EXERCISE:
Report how many lines in the entries below hold the word "UnboundedSender". Your answer is that number alone.

INPUT MATERIAL:
Segment Open
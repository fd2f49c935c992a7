use std::thread::JoinHandle;
use std::time::Duration;

use bytes::Bytes;
use tokio::sync::mpsc::{self, error::TryRecvError, UnboundedReceiver, UnboundedSender};
use tracing::{debug, info};
use tungstenite::stream::MaybeTlsStream;
use tungstenite::Message;

use crate::error::{Error, Result};

/// How long the bridge blocks on a read before servicing outbound frames
const POLL_INTERVAL: Duration = Duration::from_millis(10);

/// Outbound half of a message-oriented duplex stream.
///
/// One `send` is one transport message; there is no length prefix.
pub trait Transport {
    fn send(&mut self, frame: Bytes) -> Result<()>;
}

/// What the inbound half of a transport reports
#[derive(Debug, Clone, PartialEq, Eq)]
pub enum TransportEvent {
    Opened,
    Message(Bytes),
    Closed,
    Failed(String),
}

/// Transport that queues frames on a tokio channel
#[derive(Debug, Clone)]
pub struct ChannelTransport {
    tx: UnboundedSender<Bytes>,
}

impl ChannelTransport {
    pub fn new(tx: UnboundedSender<Bytes>) -> Self {
        Self { tx }
    }

    /// A transport and the receiver its frames arrive on
    pub fn pair() -> (Self, UnboundedReceiver<Bytes>) {
        let (tx, rx) = mpsc::unbounded_channel();
        (Self::new(tx), rx)
    }
}

impl Transport for ChannelTransport {
    fn send(&mut self, frame: Bytes) -> Result<()> {
        self.tx.send(frame).map_err(|_| Error::TransportClosed)
    }
}

/// A WebSocket client running on its own thread.
///
/// The thread owns the socket: it writes frames queued through
/// `transport` and reports everything it reads on `events`.
pub struct WsBridge {
    pub transport: ChannelTransport,
    pub events: UnboundedReceiver<TransportEvent>,
    pub handle: JoinHandle<()>,
}

impl WsBridge {
    pub fn spawn(url: impl Into<String>) -> Result<Self> {
        let url = url.into();
        let (transport, outbound) = ChannelTransport::pair();
        let (events_tx, events) = mpsc::unbounded_channel();
        let handle = std::thread::Builder::new()
            .name("ws-bridge".into())
            .spawn(move || run_bridge(&url, outbound, events_tx))?;
        Ok(Self { transport, events, handle })
    }
}

fn run_bridge(url: &str, mut outbound: UnboundedReceiver<Bytes>, events: UnboundedSender<TransportEvent>) {
    let mut socket = match tungstenite::connect(url) {
        Ok((socket, _response)) => socket,
        Err(e) => {
            let _ = events.send(TransportEvent::Failed(e.to_string()));
            return;
        }
    };
    if let MaybeTlsStream::Plain(stream) = socket.get_mut() {
        if let Err(e) = stream.set_read_timeout(Some(POLL_INTERVAL)) {
            let _ = events.send(TransportEvent::Failed(e.to_string()));
            return;
        }
    }
    info!(url, "websocket connected");
    let _ = events.send(TransportEvent::Opened);

    loop {
        loop {
            match outbound.try_recv() {
                Ok(frame) => {
                    if let Err(e) = socket.send(Message::binary(frame)) {
                        let _ = events.send(TransportEvent::Failed(e.to_string()));
                        return;
                    }
                }
                Err(TryRecvError::Empty) => break,
                Err(TryRecvError::Disconnected) => {
                    debug!("session dropped, closing websocket");
                    let _ = socket.close(None);
                    let _ = socket.flush();
                    let _ = events.send(TransportEvent::Closed);
                    return;
                }
            }
        }

        match socket.read() {
            Ok(Message::Binary(data)) => {
                if events.send(TransportEvent::Message(data)).is_err() {
                    let _ = socket.close(None);
                    return;
                }
            }
            Ok(Message::Close(frame)) => {
                debug!(?frame, "websocket closed by peer");
                let _ = events.send(TransportEvent::Closed);
                return;
            }
            // Text is not part of the protocol; ping replies are queued by tungstenite
            Ok(_) => {}
            Err(tungstenite::Error::Io(e))
                if matches!(e.kind(), std::io::ErrorKind::WouldBlock | std::io::ErrorKind::TimedOut) => {}
            Err(tungstenite::Error::ConnectionClosed | tungstenite::Error::AlreadyClosed) => {
                let _ = events.send(TransportEvent::Closed);
                return;
            }
            Err(e) => {
                let _ = events.send(TransportEvent::Failed(e.to_string()));
                return;
            }
        }
    }
}

#[cfg(test)]
mod tests {
    use super::*;

    #[test]
    fn test_channel_transport_delivers_frames() {
        let (mut transport, mut rx) = ChannelTransport::pair();
        transport.send(Bytes::from_static(&[1, 2])).unwrap();
        transport.send(Bytes::from_static(&[3])).unwrap();
        assert_eq!(rx.try_recv().unwrap(), &[1u8, 2][..]);
        assert_eq!(rx.try_recv().unwrap(), &[3u8][..]);
    }

    #[test]
    fn test_channel_transport_reports_closed_peer() {
        let (mut transport, rx) = ChannelTransport::pair();
        drop(rx);
        assert!(matches!(transport.send(Bytes::new()), Err(Error::TransportClosed)));
    }

    #[test]
    fn test_bridge_reports_failed_handshake() {
        let listener = std::net::TcpListener::bind("127.0.0.1:0").unwrap();
        let addr = listener.local_addr().unwrap();
        let server = std::thread::spawn(move || {
            let (stream, _) = listener.accept().unwrap();
            drop(stream);
        });

        let mut bridge = WsBridge::spawn(format!("ws://{addr}/game_data")).unwrap();
        bridge.handle.join().unwrap();
        server.join().unwrap();
        assert!(matches!(bridge.events.try_recv(), Ok(TransportEvent::Failed(_))));
    }

    #[test]
    fn test_bridge_round_trip() {
        let listener = std::net::TcpListener::bind("127.0.0.1:0").unwrap();
        let addr = listener.local_addr().unwrap();
        let server = std::thread::spawn(move || {
            let (stream, _) = listener.accept().unwrap();
            let mut ws = tungstenite::accept(stream).unwrap();
            ws.send(Message::binary(vec![3u8, 7])).unwrap();
            let reply = ws.read().unwrap();
            ws.close(None).unwrap();
            while ws.read().is_ok() {}
            reply
        });

        let mut bridge = WsBridge::spawn(format!("ws://{addr}/game_data")).unwrap();
        assert_eq!(bridge.events.blocking_recv(), Some(TransportEvent::Opened));
        assert_eq!(
            bridge.events.blocking_recv(),
            Some(TransportEvent::Message(Bytes::from_static(&[3, 7])))
        );
        bridge.transport.send(Bytes::from_static(&[5, 7])).unwrap();

        assert_eq!(server.join().unwrap(), Message::binary(vec![5u8, 7]));
        assert_eq!(bridge.events.blocking_recv(), Some(TransportEvent::Closed));
    }
}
Segment Closed
OUTPUT FOR THIS EXERCISE:
4